[Stored items]
>>>
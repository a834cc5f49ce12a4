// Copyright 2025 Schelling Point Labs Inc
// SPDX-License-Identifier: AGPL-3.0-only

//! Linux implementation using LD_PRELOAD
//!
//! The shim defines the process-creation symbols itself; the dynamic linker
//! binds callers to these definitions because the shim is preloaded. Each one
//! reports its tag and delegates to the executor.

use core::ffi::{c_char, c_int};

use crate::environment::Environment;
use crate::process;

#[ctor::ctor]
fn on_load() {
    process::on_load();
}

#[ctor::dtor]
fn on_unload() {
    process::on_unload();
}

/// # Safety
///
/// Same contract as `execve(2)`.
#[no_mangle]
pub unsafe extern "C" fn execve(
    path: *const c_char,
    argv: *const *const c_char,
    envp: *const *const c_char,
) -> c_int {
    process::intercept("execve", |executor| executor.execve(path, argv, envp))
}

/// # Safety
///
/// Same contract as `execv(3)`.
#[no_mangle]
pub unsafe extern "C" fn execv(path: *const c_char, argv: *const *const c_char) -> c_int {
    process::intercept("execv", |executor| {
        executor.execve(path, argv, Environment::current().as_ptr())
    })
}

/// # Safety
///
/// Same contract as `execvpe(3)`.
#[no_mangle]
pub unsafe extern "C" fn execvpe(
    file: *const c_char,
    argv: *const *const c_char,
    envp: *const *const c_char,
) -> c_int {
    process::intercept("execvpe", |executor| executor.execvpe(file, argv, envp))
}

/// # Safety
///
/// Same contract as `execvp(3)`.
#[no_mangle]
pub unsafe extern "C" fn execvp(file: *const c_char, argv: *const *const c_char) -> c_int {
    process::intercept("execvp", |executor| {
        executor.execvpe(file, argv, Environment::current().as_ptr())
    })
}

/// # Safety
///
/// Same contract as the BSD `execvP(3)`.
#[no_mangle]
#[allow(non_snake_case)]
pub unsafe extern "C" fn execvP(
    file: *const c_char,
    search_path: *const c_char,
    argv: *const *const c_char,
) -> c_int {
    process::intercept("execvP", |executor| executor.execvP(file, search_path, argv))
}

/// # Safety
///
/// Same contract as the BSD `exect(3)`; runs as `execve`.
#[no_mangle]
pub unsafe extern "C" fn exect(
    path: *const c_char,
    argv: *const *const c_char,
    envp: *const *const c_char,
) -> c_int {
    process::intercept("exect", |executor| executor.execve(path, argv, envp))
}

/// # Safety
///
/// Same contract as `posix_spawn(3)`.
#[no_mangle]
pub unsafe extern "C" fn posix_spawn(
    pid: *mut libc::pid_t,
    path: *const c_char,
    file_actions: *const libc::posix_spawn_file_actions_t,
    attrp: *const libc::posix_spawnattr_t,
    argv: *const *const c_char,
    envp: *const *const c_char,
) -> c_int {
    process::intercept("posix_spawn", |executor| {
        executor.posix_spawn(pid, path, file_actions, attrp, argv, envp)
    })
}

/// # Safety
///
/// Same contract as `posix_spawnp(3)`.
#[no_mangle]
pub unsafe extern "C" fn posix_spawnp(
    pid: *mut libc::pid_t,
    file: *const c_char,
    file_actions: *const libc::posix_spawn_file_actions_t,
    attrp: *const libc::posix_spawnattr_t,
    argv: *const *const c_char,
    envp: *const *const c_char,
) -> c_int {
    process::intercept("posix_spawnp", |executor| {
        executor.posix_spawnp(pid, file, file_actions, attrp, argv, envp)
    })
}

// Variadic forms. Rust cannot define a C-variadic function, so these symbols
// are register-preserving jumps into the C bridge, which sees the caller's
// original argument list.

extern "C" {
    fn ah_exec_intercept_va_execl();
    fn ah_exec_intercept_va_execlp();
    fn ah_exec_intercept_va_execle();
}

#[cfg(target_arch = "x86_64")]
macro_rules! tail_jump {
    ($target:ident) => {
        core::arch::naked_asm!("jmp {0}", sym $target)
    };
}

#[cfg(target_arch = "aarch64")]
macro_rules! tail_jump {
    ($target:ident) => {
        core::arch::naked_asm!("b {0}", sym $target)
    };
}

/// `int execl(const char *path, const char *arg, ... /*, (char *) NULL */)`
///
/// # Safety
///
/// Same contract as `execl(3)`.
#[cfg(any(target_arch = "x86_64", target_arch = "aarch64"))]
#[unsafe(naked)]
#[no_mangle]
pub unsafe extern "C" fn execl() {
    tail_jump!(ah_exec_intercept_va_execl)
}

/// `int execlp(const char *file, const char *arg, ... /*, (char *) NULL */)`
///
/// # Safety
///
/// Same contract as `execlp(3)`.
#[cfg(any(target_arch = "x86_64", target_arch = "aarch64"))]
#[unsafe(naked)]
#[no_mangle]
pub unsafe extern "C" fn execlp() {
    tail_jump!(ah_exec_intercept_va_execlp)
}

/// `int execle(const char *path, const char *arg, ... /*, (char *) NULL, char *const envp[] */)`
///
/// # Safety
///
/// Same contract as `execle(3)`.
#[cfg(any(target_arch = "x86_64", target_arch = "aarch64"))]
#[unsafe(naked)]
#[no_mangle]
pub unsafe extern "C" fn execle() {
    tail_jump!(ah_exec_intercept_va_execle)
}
<<<
■ **Task prompt**: Return, in full, every line of these entries that holds "execvpe".

■ **Expected answer**:
/// Same contract as `execvpe(3)`.
pub unsafe extern "C" fn execvpe(
    process::intercept("execvpe", |executor| executor.execvpe(file, argv, envp))
        executor.execvpe(file, argv, Environment::current().as_ptr())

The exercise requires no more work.